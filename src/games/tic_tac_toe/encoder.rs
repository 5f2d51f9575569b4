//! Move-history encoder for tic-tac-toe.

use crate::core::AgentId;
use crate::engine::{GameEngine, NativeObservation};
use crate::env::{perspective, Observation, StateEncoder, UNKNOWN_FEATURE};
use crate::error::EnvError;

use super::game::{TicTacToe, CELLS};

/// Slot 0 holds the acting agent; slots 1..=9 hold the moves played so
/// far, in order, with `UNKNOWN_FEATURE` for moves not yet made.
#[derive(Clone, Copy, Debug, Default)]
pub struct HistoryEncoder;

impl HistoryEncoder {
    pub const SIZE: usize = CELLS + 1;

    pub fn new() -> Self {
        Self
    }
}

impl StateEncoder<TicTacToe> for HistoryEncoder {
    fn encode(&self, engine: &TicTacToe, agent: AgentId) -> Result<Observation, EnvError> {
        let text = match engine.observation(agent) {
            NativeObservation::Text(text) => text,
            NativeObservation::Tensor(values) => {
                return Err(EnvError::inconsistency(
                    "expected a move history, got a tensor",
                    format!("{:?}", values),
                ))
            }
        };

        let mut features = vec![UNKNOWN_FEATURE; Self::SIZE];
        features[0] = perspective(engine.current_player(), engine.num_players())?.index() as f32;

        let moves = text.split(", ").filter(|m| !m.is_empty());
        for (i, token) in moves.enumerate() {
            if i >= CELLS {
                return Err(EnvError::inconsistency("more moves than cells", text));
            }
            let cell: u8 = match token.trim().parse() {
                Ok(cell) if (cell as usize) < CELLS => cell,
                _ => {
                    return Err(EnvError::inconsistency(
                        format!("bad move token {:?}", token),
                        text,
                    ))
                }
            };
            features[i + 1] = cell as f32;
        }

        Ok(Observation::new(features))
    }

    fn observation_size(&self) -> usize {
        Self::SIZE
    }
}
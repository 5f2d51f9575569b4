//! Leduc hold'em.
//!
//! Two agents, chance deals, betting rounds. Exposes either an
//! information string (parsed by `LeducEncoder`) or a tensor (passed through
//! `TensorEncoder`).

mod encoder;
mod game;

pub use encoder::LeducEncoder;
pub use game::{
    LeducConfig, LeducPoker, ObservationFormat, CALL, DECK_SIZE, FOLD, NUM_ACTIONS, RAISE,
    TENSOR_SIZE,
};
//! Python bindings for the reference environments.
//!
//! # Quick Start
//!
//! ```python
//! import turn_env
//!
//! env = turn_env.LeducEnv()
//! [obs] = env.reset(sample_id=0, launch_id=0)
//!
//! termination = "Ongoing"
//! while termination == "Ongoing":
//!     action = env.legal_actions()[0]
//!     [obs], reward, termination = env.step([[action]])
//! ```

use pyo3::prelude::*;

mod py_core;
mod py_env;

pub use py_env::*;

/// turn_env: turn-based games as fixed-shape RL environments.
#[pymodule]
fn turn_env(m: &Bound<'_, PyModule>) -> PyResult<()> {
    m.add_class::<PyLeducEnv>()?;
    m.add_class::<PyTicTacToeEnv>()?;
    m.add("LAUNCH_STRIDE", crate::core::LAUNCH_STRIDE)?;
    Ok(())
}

=======

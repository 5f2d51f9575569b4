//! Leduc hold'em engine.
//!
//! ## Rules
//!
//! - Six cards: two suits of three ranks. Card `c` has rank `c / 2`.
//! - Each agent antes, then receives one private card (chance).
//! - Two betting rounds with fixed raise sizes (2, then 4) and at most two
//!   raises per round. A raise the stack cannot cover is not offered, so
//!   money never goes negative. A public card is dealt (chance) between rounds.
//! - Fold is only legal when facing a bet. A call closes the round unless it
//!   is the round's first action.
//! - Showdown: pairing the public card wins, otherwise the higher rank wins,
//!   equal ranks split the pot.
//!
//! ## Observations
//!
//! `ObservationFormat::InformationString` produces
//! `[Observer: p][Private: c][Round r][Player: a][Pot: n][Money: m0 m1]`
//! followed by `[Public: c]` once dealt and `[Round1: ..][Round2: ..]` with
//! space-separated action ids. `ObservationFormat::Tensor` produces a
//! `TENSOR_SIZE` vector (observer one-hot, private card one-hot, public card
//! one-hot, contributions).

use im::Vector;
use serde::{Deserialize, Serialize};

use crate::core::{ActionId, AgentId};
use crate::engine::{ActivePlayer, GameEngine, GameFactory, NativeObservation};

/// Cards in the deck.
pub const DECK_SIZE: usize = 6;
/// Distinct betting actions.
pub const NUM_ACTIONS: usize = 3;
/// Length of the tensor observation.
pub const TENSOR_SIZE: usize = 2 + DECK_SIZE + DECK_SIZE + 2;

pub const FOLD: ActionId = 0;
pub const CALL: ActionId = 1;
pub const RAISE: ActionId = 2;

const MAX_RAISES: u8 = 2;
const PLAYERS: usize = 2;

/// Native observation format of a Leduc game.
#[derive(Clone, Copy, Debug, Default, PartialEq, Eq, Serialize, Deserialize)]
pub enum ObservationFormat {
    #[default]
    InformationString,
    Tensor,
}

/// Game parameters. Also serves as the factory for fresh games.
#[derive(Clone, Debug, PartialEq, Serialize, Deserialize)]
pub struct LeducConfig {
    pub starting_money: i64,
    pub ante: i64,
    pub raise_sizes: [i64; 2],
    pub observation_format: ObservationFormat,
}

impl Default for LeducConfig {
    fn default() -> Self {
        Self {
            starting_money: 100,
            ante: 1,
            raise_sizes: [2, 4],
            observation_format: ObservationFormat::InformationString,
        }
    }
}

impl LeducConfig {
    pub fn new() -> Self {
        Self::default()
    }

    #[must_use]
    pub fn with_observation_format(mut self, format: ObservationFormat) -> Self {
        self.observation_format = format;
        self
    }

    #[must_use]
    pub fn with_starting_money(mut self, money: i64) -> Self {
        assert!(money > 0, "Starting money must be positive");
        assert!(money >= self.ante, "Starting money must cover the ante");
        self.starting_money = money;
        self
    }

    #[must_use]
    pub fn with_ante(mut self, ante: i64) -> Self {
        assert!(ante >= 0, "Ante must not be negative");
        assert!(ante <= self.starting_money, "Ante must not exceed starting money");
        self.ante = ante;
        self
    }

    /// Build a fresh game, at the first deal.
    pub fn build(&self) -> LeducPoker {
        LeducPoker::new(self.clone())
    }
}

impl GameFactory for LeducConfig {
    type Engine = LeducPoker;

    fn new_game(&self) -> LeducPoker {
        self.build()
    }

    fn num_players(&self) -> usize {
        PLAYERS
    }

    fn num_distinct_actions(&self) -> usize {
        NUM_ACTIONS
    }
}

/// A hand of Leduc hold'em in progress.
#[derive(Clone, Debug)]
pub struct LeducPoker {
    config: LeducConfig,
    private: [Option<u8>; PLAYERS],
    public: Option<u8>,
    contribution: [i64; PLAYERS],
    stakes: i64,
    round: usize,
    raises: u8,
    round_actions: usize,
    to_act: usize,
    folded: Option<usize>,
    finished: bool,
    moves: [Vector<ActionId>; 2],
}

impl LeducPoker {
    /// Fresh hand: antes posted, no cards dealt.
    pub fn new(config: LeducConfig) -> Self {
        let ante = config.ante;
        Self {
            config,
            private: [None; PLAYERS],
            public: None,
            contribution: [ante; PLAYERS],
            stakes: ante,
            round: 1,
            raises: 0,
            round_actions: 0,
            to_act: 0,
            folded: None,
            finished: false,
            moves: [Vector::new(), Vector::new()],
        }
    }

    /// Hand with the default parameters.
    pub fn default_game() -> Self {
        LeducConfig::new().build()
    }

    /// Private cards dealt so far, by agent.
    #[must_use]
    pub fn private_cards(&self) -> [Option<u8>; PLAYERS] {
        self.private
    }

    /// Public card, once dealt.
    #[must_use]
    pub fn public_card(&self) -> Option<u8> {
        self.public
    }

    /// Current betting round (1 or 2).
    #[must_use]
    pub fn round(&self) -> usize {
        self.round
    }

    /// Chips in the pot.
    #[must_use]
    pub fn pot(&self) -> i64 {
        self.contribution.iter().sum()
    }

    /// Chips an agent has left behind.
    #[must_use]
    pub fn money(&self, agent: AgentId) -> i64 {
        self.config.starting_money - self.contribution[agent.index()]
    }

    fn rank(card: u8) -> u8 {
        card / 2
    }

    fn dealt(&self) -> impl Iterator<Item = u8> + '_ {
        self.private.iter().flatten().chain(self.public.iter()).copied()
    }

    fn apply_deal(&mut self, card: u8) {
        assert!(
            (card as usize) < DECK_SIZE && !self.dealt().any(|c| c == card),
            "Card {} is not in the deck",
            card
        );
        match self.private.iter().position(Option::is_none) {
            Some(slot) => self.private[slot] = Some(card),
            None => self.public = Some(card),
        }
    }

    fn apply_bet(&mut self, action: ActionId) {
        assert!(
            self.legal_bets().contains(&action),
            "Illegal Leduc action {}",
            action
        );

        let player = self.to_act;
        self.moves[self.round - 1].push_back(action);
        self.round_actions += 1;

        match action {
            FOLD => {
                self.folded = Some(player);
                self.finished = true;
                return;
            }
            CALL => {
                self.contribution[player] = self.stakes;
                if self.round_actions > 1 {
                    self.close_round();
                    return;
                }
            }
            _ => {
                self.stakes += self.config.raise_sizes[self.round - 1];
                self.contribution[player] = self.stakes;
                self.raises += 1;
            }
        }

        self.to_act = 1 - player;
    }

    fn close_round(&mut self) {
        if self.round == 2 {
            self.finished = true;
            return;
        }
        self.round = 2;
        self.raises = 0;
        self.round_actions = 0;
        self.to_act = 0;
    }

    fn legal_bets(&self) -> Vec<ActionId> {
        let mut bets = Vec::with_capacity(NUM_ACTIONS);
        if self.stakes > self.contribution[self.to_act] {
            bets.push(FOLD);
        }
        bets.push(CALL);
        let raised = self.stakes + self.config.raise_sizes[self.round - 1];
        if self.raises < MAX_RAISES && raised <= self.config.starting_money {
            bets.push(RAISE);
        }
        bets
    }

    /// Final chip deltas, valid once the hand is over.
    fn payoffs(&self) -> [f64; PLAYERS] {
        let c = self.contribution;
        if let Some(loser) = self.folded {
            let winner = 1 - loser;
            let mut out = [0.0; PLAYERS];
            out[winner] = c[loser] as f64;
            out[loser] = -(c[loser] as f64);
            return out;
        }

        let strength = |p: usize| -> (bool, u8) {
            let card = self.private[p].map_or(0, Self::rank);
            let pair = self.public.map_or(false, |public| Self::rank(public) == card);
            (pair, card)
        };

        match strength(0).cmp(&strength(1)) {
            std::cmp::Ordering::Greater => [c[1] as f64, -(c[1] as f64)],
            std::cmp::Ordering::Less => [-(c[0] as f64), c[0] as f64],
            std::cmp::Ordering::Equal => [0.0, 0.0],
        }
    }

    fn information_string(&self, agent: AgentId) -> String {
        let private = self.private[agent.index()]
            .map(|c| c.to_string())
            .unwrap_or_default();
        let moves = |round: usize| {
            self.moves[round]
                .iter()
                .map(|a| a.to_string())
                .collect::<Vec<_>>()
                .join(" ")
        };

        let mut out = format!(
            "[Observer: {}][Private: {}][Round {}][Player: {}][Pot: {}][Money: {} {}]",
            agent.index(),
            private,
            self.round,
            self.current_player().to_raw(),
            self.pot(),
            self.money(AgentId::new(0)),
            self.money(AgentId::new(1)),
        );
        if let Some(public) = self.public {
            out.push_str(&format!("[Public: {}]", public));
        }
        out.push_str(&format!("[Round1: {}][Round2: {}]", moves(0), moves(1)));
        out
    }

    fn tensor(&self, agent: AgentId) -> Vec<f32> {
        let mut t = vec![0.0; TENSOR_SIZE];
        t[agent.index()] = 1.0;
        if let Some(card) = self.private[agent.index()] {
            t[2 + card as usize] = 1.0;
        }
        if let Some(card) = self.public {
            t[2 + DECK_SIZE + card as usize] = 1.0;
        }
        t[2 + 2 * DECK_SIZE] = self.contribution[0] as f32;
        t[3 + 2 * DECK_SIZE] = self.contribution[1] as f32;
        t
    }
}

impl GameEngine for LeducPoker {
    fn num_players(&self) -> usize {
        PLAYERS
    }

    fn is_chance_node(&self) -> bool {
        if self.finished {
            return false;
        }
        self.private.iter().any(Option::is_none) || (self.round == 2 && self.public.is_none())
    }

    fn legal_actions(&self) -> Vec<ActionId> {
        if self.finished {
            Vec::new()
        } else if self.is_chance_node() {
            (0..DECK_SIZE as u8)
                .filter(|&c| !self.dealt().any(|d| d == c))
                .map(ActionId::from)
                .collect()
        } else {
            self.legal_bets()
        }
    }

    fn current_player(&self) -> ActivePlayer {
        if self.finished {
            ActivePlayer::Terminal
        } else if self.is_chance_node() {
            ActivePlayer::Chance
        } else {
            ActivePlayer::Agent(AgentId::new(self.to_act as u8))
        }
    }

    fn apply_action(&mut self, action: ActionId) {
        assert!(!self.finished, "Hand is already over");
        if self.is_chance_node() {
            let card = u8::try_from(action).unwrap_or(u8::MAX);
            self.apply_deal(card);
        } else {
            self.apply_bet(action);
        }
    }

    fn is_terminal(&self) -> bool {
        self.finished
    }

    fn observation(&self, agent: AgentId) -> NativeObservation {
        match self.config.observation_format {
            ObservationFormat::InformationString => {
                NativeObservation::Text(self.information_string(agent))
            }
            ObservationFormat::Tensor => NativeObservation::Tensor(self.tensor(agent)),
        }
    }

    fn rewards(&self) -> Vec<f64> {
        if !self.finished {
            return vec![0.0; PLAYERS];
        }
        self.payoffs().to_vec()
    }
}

=======

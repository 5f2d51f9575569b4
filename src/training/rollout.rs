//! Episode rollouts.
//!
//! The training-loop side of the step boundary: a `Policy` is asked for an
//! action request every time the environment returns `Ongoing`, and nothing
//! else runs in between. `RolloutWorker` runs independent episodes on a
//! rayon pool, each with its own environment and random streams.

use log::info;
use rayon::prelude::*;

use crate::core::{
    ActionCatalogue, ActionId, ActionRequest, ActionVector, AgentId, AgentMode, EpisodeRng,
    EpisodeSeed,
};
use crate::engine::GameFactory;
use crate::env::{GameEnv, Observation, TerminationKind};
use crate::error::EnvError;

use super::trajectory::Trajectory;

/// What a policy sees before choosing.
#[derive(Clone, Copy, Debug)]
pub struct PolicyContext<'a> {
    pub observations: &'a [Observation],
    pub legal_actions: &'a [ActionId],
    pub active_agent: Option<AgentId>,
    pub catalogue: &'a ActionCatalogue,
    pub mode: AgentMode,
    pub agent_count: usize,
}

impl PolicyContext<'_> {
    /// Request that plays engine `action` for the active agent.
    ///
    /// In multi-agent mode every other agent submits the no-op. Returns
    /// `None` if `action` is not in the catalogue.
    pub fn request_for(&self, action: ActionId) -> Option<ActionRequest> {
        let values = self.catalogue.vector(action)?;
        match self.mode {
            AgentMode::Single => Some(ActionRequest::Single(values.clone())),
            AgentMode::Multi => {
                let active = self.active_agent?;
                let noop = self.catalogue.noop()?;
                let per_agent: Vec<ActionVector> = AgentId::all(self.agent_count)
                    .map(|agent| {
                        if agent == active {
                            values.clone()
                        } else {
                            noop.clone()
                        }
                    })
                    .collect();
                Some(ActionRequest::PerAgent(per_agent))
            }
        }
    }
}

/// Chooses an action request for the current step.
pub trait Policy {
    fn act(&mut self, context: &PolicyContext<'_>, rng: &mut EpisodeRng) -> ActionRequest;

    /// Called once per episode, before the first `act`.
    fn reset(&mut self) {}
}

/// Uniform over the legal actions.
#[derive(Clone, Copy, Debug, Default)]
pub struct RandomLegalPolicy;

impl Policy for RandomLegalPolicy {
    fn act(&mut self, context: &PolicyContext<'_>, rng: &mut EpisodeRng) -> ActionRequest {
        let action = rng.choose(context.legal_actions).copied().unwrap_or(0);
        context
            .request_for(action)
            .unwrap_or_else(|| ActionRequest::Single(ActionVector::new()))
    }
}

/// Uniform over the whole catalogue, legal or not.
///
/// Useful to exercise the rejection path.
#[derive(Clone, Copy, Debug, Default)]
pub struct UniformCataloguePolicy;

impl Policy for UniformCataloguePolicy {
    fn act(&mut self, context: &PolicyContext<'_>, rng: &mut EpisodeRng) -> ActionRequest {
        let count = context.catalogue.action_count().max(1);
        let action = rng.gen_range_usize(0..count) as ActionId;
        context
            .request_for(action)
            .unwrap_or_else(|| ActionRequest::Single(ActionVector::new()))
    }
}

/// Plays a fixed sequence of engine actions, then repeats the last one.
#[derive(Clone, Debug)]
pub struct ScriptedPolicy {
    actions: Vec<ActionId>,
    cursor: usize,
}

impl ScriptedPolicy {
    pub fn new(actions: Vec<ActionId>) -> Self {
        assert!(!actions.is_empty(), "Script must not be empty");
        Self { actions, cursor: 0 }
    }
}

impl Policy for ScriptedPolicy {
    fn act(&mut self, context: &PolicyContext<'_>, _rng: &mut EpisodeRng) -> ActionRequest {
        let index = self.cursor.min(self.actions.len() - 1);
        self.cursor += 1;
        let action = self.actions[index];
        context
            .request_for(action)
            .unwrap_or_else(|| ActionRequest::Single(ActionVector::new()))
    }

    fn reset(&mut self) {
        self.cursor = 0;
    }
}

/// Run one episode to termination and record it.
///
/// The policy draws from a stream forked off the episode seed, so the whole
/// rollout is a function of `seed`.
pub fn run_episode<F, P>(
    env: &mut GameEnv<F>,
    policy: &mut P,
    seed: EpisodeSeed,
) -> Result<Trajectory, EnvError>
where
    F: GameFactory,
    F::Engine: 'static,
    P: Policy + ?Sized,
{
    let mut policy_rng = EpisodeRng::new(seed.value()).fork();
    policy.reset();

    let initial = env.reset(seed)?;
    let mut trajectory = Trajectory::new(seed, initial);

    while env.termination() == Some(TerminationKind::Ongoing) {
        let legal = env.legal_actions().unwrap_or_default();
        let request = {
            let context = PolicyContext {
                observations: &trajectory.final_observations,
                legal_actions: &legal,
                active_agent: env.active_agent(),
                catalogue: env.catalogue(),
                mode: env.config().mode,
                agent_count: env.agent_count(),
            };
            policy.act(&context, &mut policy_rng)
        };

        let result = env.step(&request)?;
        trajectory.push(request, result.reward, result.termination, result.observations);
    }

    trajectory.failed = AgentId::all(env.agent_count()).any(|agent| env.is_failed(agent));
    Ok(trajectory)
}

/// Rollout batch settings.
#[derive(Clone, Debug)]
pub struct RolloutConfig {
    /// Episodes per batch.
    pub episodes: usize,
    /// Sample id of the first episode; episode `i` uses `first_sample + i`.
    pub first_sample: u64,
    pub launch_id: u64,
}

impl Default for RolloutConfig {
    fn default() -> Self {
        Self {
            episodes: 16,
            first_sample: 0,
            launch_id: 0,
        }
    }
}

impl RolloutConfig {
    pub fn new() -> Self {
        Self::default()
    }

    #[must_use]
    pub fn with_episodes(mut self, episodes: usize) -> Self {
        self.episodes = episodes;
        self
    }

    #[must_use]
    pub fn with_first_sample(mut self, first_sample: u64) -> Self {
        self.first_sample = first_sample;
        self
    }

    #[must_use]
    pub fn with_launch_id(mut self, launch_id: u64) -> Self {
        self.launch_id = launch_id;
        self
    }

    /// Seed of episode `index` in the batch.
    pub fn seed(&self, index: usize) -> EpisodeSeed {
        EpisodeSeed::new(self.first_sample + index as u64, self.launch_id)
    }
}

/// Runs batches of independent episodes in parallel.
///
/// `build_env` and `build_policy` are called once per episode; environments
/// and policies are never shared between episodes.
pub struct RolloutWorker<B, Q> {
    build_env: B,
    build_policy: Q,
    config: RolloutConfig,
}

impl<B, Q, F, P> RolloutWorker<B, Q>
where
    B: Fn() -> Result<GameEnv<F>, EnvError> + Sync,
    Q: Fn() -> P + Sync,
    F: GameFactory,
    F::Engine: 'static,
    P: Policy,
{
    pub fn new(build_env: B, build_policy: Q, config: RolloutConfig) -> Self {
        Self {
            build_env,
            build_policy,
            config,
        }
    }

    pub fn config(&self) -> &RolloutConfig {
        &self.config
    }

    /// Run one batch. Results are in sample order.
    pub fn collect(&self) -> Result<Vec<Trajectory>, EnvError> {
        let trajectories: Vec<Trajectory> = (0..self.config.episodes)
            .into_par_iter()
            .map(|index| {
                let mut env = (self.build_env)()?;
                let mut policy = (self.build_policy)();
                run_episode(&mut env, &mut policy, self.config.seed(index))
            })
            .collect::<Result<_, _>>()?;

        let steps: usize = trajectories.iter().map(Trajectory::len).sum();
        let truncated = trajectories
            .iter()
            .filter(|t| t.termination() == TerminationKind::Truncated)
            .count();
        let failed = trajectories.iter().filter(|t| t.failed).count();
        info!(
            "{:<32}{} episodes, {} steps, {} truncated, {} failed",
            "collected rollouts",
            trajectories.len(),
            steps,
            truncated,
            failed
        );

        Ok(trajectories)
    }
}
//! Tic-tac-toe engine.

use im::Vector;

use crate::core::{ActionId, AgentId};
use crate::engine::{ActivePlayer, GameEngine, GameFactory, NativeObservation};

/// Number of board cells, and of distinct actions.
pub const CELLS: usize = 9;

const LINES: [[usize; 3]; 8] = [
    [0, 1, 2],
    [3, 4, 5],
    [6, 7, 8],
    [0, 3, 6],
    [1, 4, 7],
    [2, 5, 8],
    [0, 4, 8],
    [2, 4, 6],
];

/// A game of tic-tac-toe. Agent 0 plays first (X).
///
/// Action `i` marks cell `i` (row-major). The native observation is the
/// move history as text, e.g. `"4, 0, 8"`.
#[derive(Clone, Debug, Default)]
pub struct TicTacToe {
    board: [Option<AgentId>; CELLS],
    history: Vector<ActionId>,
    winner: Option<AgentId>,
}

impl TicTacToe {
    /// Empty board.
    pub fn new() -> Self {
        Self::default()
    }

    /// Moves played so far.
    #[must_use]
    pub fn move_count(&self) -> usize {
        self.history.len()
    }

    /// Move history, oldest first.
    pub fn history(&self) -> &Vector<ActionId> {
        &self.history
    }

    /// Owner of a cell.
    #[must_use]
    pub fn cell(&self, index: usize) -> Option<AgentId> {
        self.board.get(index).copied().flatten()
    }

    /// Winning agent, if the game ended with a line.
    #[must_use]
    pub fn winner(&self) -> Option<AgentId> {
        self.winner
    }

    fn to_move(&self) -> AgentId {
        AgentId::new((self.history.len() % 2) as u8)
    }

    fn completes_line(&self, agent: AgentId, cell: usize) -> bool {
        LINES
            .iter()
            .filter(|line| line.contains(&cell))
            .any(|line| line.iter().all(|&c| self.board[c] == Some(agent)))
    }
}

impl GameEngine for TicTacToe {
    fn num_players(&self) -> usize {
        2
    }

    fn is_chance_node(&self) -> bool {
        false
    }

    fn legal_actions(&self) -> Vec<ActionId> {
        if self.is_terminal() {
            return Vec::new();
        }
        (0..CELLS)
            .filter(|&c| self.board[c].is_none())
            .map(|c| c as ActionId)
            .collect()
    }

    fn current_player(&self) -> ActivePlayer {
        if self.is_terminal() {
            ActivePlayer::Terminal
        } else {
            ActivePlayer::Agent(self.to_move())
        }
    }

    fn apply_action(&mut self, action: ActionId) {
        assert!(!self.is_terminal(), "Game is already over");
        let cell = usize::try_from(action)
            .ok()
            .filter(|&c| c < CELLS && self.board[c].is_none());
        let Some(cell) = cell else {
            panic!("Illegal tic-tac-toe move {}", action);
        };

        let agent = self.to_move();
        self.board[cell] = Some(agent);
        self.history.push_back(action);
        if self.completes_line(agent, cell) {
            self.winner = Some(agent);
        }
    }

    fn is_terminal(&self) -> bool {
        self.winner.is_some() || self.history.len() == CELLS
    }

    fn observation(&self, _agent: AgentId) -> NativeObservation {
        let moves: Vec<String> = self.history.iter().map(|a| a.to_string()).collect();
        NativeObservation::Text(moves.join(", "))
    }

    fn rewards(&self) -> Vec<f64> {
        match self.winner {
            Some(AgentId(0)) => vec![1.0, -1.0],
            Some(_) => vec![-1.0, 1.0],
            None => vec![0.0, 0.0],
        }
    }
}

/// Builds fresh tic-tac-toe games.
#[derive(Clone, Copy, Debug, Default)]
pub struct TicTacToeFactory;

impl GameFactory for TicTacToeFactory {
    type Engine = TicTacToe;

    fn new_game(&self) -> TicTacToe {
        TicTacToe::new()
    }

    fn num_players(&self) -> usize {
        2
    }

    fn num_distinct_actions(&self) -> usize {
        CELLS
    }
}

=======

> _Task statement_:
Which lines in the entries above contain "ScriptedPolicy"? Pull each of them out.

> _Reply to the task_:
pub struct ScriptedPolicy {
impl ScriptedPolicy {
impl Policy for ScriptedPolicy {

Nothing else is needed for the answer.